Las Salinas de Almería

La semana pasada, Manuel Martín Cuenca (‘La flaqueza del bolchevique’, ‘Últimos testigos’) presentó en Almería ‘La mitad de Óscar’. Una película íntimamente relacionada con la provincia, tanto por su guion como por su implicación con el rodaje. No, aún no la he visto. Tiempo al tiempo. El caso es que, el otro día, mi amigo ‘El Marqués’ (le llamaremos así para no desvelar su identidad) me contó una divertida anécdota sobre la trastienda del film. La pena es que no sabré expresarlo con tanto gracejo como él, que es un artista, pero ahí va.

Sitúense: un completo equipo de profesionales se planta en la ciudad para rodar una película: ‘La mitad de Oscar’. Un centenar de personas dispuestos a dejarse la piel para contar una gran historia. Y, claro, la elección de Almería no era fortuita: allí están las salinas. Resulta que la sal es un elemento importantísimo para el sentido de la cinta.

Y, al llegar a las Salinas de Almería, no hay sal. Eso, como lo oyen. Ni cámaras ni luces ni acción. Que no hay ni un granito de sal. Así que con todo el tinglado montado y los actores esperando para salir a escena, un tipo avispado pregunta a un autóctono: «Mire usted, disculpe la intromisión –pudo decir–, la sal, ¿dónde queda?». El Fulanito almeriense en cuestión, contestó: «Sepa usted buen señor que hay un fuerte temporal de nieve en el norte de Europa y que un grupo de pudientes forasteros la han comprado para limpiar sus calles». «¿Osea, que no hay sal?» «Ni miaja».

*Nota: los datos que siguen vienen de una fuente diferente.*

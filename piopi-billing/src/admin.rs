//! Privileged operations.
//!
//! Role-checked wrappers around the lifecycle for support staff: cancelling on behalf of
//! a parent, overriding tier, period or end date, and reviving expired subscriptions.

use chrono::{DateTime, Utc};
use serde::{Deserialize, Serialize};
use tracing::{info, instrument};

use crate::{
    catalog::PlanTierId,
    error::{BillingError, Result},
    lifecycle::{self, Change, LifecycleOutcome, SubscriptionLifecycle},
    notify::{NotificationEvent, Notifier},
    pricing,
    promo::PromoValidator,
    storage::SubscriptionStore,
    subscription::{BillingPeriod, HistoryAction, OwnerId, SubscriptionStatus},
};

/// Role of the caller.
#[derive(Debug, Clone, Copy, PartialEq, Eq, Serialize, Deserialize)]
#[serde(rename_all = "snake_case")]
pub enum Role {
    /// Account holder acting on their own subscription.
    Parent,
    /// Support staff.
    Admin,
}

/// Authenticated caller.
#[derive(Debug, Clone, PartialEq, Eq, Serialize, Deserialize)]
pub struct Actor {
    /// Caller's account id.
    pub id: OwnerId,
    /// Caller's role.
    pub role: Role,
}

impl Actor {
    /// A parent acting for themselves.
    #[must_use]
    pub const fn parent(id: OwnerId) -> Self {
        Self { id, role: Role::Parent }
    }

    /// A support admin.
    #[must_use]
    pub const fn admin(id: OwnerId) -> Self {
        Self { id, role: Role::Admin }
    }

    /// Returns `true` for admins.
    #[must_use]
    pub fn is_admin(&self) -> bool {
        self.role == Role::Admin
    }

    fn require_admin(&self) -> Result<()> {
        if self.is_admin() {
            Ok(())
        } else {
            Err(BillingError::Forbidden(format!("{} is not an admin", self.id)))
        }
    }
}

/// Fields an admin may override. `None` keeps the stored value.
#[derive(Debug, Clone, Default, PartialEq, Eq, Serialize, Deserialize)]
pub struct AdminUpdate {
    /// New tier.
    pub tier: Option<PlanTierId>,
    /// New billing period.
    pub billing_period: Option<BillingPeriod>,
    /// Household size to bill.
    pub actual_child_count: Option<u32>,
    /// New paid period end.
    pub subscription_end: Option<DateTime<Utc>>,
}

impl<S, P, N> SubscriptionLifecycle<S, P, N>
where
    S: SubscriptionStore,
    P: PromoValidator,
    N: Notifier,
{
    /// Cancels `owner`'s subscription on behalf of `actor`.
    ///
    /// # Errors
    ///
    /// Returns [`BillingError::Forbidden`] if a parent targets another account, otherwise
    /// as [`cancel`](Self::cancel).
    #[instrument(skip(self, actor, owner), fields(actor = %actor.id, owner_id = %owner))]
    pub async fn cancel_as(&self, actor: &Actor, owner: &OwnerId) -> Result<LifecycleOutcome> {
        if !actor.is_admin() && actor.id != *owner {
            return Err(BillingError::Forbidden(format!(
                "{} cannot cancel the subscription of {owner}",
                actor.id
            )));
        }
        self.cancel(owner).await
    }

    /// Overrides tier, period, household size or end date.
    ///
    /// Billed count and price are recomputed. A cancelled record stays cancelled; use
    /// [`admin_reactivate`](Self::admin_reactivate) to revive it. Otherwise the status is
    /// derived from the dates: `expired` once the end has passed, `trial` while a
    /// never-converted trial is still open, `active` otherwise. Promoting a never-converted
    /// record to `active` starts a paid period now.
    ///
    /// # Errors
    ///
    /// Returns [`BillingError::Forbidden`] unless `actor` is an admin.
    #[instrument(skip(self, actor, owner), fields(actor = %actor.id, owner_id = %owner))]
    pub async fn admin_update(
        &self,
        actor: &Actor,
        owner: &OwnerId,
        update: AdminUpdate,
    ) -> Result<LifecycleOutcome> {
        actor.require_admin()?;
        let note = format!("admin update by {}", actor.id);

        self.transition(owner, false, |current, _, now| {
            let tier = update.tier.unwrap_or(current.plan_tier);
            let household = update.actual_child_count.unwrap_or(current.billed_child_count);
            let billed = pricing::billed_child_count(tier, household);
            let price = pricing::compute_price(tier, billed)?;

            let mut next = current.clone();
            next.plan_tier = tier;
            next.billed_child_count = billed;
            next.price = price;
            next.billing_period = update.billing_period.unwrap_or(current.billing_period);
            next.subscription_end = update.subscription_end.or(current.subscription_end);
            next.updated_at = now;

            next.status = if current.status == SubscriptionStatus::Cancelled {
                SubscriptionStatus::Cancelled
            } else if next.subscription_end.is_some_and(|end| end <= now) {
                SubscriptionStatus::Expired
            } else if !next.has_converted() && next.trial_window().contains(now) {
                SubscriptionStatus::Trial
            } else {
                SubscriptionStatus::Active
            };
            if next.status == SubscriptionStatus::Active && !next.has_converted() {
                next.subscription_start = Some(now);
                if next.subscription_end.is_none() {
                    next.subscription_end = Some(next.billing_period.period_end(now));
                }
            }

            let mut change = Change::new(next, HistoryAction::Updated).note(note.clone());
            if tier != current.plan_tier || price != current.price {
                change = change.notify(NotificationEvent::PlanChanged {
                    owner_id: current.owner_id.clone(),
                    old_tier: current.plan_tier,
                    new_tier: tier,
                    old_price: current.price,
                    new_price: price,
                    billed_child_count: billed,
                });
            }
            info!(status = %change.next.status, "admin override computed");
            Ok(Some(change))
        })
        .await
    }

    /// Revives a cancelled or expired subscription with a fresh paid period.
    ///
    /// # Errors
    ///
    /// Returns [`BillingError::Forbidden`] unless `actor` is an admin, and
    /// [`BillingError::InvalidTransition`] if the subscription is still live.
    #[instrument(skip(self, actor, owner), fields(actor = %actor.id, owner_id = %owner))]
    pub async fn admin_reactivate(&self, actor: &Actor, owner: &OwnerId) -> Result<LifecycleOutcome> {
        actor.require_admin()?;

        self.transition(owner, false, |current, _, now| {
            if current.status.is_live() {
                return Err(BillingError::InvalidTransition {
                    from: current.status,
                    action: "reactivate",
                });
            }
            let mut next = current.clone();
            next.status = SubscriptionStatus::Active;
            next.updated_at = now;
            lifecycle::start_period(&mut next, now);
            Ok(Some(lifecycle::reactivated(next)))
        })
        .await
    }
}

#[cfg(test)]
mod tests {
    use super::*;

    #[test]
    fn test_actor_roles() {
        let parent = Actor::parent(OwnerId::new("p-1").unwrap());
        let admin = Actor::admin(OwnerId::new("support-7").unwrap());

        assert!(!parent.is_admin());
        assert!(admin.is_admin());
        assert!(matches!(parent.require_admin(), Err(BillingError::Forbidden(_))));
        assert!(admin.require_admin().is_ok());
    }

    #[test]
    fn test_admin_update_deserializes_partial() {
        let update: AdminUpdate = serde_json::from_str(r#"{"tier":"liberte"}"#).unwrap();
        assert_eq!(update.tier, Some(PlanTierId::Liberte));
        assert!(update.billing_period.is_none());
        assert!(update.subscription_end.is_none());
    }
}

Como la cosa no podía quedar así, las mentes pensantes revolvieron cielo y tierra para encontrar sal. Hasta que, con no pocas negociaciones, dieron con la clave: «La traeremos de Australia». ¡Australia, copón bendito! La sal de las Salinas de Almería en ‘La mitad de Óscar’ es de Australia. Toma castaña.

‘El Marqués’, cuando termina de contarlo, añade, con mucha chispa, «estas cosas sólo pasan en Almería». Pero yo no soy tan salao.